22/11/2012 08h15
- Atualizado em
22/11/2012 09h21
Perfil: Kalil, 'demônio' que ficou light, avisa que braba mesmo é a ex-mulher
Presidente do Galo relembra discussões com dirigentes, sofrimentos, fé, religião, fala de sua fase 'light' e do ódio que sente pelo Cruzeiro
- Meu filho chegava em casa rindo, porque os colegas diziam: "Nossa, você é filho do Kalil?". Ele ria e dizia: "Pai, eles acham que você é um demônio." Lá em casa, braba era a minha ex-mulher. Pode perguntar aos meus filhos.
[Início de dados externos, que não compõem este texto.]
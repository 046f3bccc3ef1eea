//! Raw port I/O.

use kestrel_hal::PortIo;
use x86_64::instructions::port::Port;

/// Direct access to the CPU I/O port space.
#[derive(Debug, Default, Clone, Copy)]
pub struct X86Ports;

impl PortIo for X86Ports {
    fn read_u8(&mut self, port: u16) -> u8 {
        // SAFETY: ring 0 owns the whole port space; callers only pass device
        // ports whose reads have no side effects beyond the device protocol.
        unsafe { Port::<u8>::new(port).read() }
    }

    fn write_u8(&mut self, port: u16, value: u8) {
        // SAFETY: see `read_u8`.
        unsafe { Port::<u8>::new(port).write(value) }
    }

    fn read_u16(&mut self, port: u16) -> u16 {
        // SAFETY: see `read_u8`.
        unsafe { Port::<u16>::new(port).read() }
    }

    fn write_u16(&mut self, port: u16, value: u16) {
        // SAFETY: see `read_u8`.
        unsafe { Port::<u16>::new(port).write(value) }
    }
}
Separado, pai de três homens, Alexandre Kalil, 53 anos, namora há seis anos a paisagista Ana. É empreiteiro. Largou a faculdade de engenharia no quarto ano, pois precisava trabalhar. E começou na empresa fundada pelo pai e pelo tio, especializada em infraestrutura rodoviária, urbana, civil e industrial, a Erkal. Atualmente, divide o tempo entre a empresa e o Atlético-MG. Não mede as palavras quando o assunto é o clube que idolatra e para o qual torce toda a família - cujo sobrenome está ligado à história da instituição. O pai dele, Elias Kalil, já falecido, também foi presidente. Alexandre já viajou de ônibus para acompanhar os jogos do time de coração e é conhecido Brasil afora por não levar desaforo para casa.
Colecionador de desafetos no futebol, o principal dirigente do Galo é garantia de notícia sempre que resolve falar. Durante algum tempo, ficou sumido dos holofotes, mas não deixou de mostrar que, no clube, era ele quem mandava. Anunciava contratações pelo Twitter e raramente dava entrevistas. Teria nascido o Kalil light?
- Não que eu tenha mudado... Quando assumi a presidência do Atlético-MG, imaginei que o desgaste seria muito grande. E você tem que ter inteligência de se preservar. Imagine eu, igual a arroz de festa, dando entrevista? Quem fala muito dá bom dia a cavalo.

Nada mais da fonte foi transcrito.